» **EXERCISE OBJECTIVE**
Return, in their exact form, the lines that lie between the start of the data below and the line containing "against the current", with both ends included.

□ □ □ □

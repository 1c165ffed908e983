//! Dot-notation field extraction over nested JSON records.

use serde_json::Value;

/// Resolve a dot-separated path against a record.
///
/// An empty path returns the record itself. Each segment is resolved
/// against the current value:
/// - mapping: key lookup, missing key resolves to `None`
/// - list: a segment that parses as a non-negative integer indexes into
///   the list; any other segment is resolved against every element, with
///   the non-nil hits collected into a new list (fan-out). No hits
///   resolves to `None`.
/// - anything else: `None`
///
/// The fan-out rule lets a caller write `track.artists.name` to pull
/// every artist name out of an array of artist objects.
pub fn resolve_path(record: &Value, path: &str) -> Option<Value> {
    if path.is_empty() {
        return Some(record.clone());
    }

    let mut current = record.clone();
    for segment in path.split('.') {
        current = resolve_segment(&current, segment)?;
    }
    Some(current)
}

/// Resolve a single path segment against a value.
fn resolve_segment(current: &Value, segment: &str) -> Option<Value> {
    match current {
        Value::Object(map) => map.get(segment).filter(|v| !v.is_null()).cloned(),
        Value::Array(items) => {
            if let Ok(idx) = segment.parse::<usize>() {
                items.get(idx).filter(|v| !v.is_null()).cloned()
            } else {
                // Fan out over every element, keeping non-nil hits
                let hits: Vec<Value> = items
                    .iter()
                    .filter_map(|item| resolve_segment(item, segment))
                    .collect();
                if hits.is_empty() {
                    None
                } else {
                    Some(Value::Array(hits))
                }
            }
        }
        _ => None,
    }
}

□ □ □ □

» **RESPONSE BOX**
repository 1c165ffed908e983
//! Dot-notation field extraction over nested JSON records.

use serde_json::Value;

/// Resolve a dot-separated path against a record.
///
/// An empty path returns the record itself. Each segment is resolved
/// against the current value:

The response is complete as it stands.